HOW TO COMPLETE THIS TASK
Only the lines that include "request" should be copied from the data below.

^^^^^^^^

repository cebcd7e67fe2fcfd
pub mod domain;
pub mod protocol;
use serde::{Deserialize, Deserializer, Serialize, Serializer};

use crate::domain::UserId;

pub const WEBHOOK_ACK_MESSAGE: &str = "Event Received!";

/// Identity-provider event type. Unknown wire values land in `Other` so new
/// provider event types are ignored instead of failing deserialization.
#[derive(Debug, Clone, PartialEq, Eq, Hash)]
pub enum EventKind {
    Created,
    Updated,
    Deleted,
    Other(String),
}

impl EventKind {
    pub fn from_wire(raw: &str) -> Self {
        match raw {
            "user.created" => Self::Created,
            "user.updated" => Self::Updated,
            "user.deleted" => Self::Deleted,
            other => Self::Other(other.to_string()),
        }
    }

    pub fn as_wire(&self) -> &str {
        match self {
            Self::Created => "user.created",
            Self::Updated => "user.updated",
            Self::Deleted => "user.deleted",
            Self::Other(raw) => raw,
        }
    }
}

impl Serialize for EventKind {
    fn serialize<S: Serializer>(&self, serializer: S) -> Result<S::Ok, S::Error> {
        serializer.serialize_str(self.as_wire())
    }
}

impl<'de> Deserialize<'de> for EventKind {
    fn deserialize<D: Deserializer<'de>>(deserializer: D) -> Result<Self, D::Error> {
        let raw = String::deserialize(deserializer)?;
        Ok(Self::from_wire(&raw))
    }
}

#[derive(Debug, Clone, PartialEq, Eq, Serialize, Deserialize)]
pub struct EmailAddress {
    pub email_address: String,
}

#[derive(Debug, Clone, PartialEq, Eq, Serialize, Deserialize)]
pub struct IdentityEventData {
    pub id: UserId,
    #[serde(default, deserialize_with = "null_as_default")]
    pub email_addresses: Vec<EmailAddress>,
    #[serde(default, deserialize_with = "null_as_default")]
    pub first_name: String,
    #[serde(default, deserialize_with = "null_as_default")]
    pub last_name: String,
    #[serde(default, deserialize_with = "null_as_default")]
    pub image_url: String,
}

impl IdentityEventData {
    fn subject_only(id: UserId) -> Self {
        Self {
            id,
            email_addresses: Vec::new(),
            first_name: String::new(),
            last_name: String::new(),
            image_url: String::new(),
        }
    }
}

/// Verified webhook envelope. Lives for a single delivery.
///
/// `data` is only held to the user shape for `user.*` types; for any other
/// type it is reduced to its `id`, if it has one.
#[derive(Debug, Clone, PartialEq, Eq, Serialize, Deserialize)]
#[serde(try_from = "RawIdentityEvent")]
pub struct IdentityEvent {
    #[serde(rename = "type")]
    pub kind: EventKind,
    pub data: IdentityEventData,
}

#[derive(Deserialize)]
struct RawIdentityEvent {
    #[serde(rename = "type")]
    kind: EventKind,
    #[serde(default)]
    data: serde_json::Value,
}

impl TryFrom<RawIdentityEvent> for IdentityEvent {
    type Error = serde_json::Error;

    fn try_from(raw: RawIdentityEvent) -> Result<Self, Self::Error> {
        let data = match raw.kind {
            EventKind::Other(_) => IdentityEventData::subject_only(UserId::new(
                raw.data
                    .get("id")
                    .and_then(serde_json::Value::as_str)
                    .unwrap_or_default(),
            )),
            _ => serde_json::from_value(raw.data)?,
        };
        Ok(Self {
            kind: raw.kind,
            data,
        })
    }
}

impl IdentityEvent {
    pub fn subject_id(&self) -> &UserId {
        &self.data.id
    }
}

#[derive(Debug, Clone, PartialEq, Eq, Serialize, Deserialize)]
pub struct WebhookAck {
    pub message: String,
}

impl WebhookAck {
    pub fn received() -> Self {
        Self {
            message: WEBHOOK_ACK_MESSAGE.to_string(),
        }
    }
}

/// Envelope used by the chat backend for both `/chat/get` and `/chat/create`.
#[derive(Debug, Clone, Serialize, Deserialize)]
pub struct ChatResponse<T> {
    pub success: bool,
    #[serde(default, skip_serializing_if = "Option::is_none")]
    pub message: Option<String>,
    #[serde(default, skip_serializing_if = "Option::is_none")]
    pub data: Option<T>,
}

fn null_as_default<'de, D, T>(deserializer: D) -> Result<T, D::Error>
where
    D: Deserializer<'de>,
    T: Default + Deserialize<'de>,
{
    Ok(Option::<T>::deserialize(deserializer)?.unwrap_or_default())
}
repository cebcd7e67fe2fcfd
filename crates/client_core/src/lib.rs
//! Client side of chat bootstrap: a session readiness gate, bearer-token
//! request issuing, and the fetch/create/sort/select protocol run on sign-in.

pub mod backend;
pub mod bootstrap;
pub mod error;
pub mod request;
pub mod session;

pub use backend::{ChatBackend, HttpChatBackend, CHAT_CREATE_PATH, CHAT_LIST_PATH};
pub use bootstrap::{
    sort_by_recent_update, spawn_bootstrap_driver, ChatBootstrap, ClientChatState, ClientEvent,
};
pub use error::ClientError;
pub use request::AuthorizedRequestIssuer;
pub use session::{
    JwtTokenProvider, Session, SessionHandle, StaticTokenProvider, TokenProvider,
};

^^^^^^^^

THE COMPLETED TASK
//! request issuing, and the fetch/create/sort/select protocol run on sign-in.
pub mod request;
pub use request::AuthorizedRequestIssuer;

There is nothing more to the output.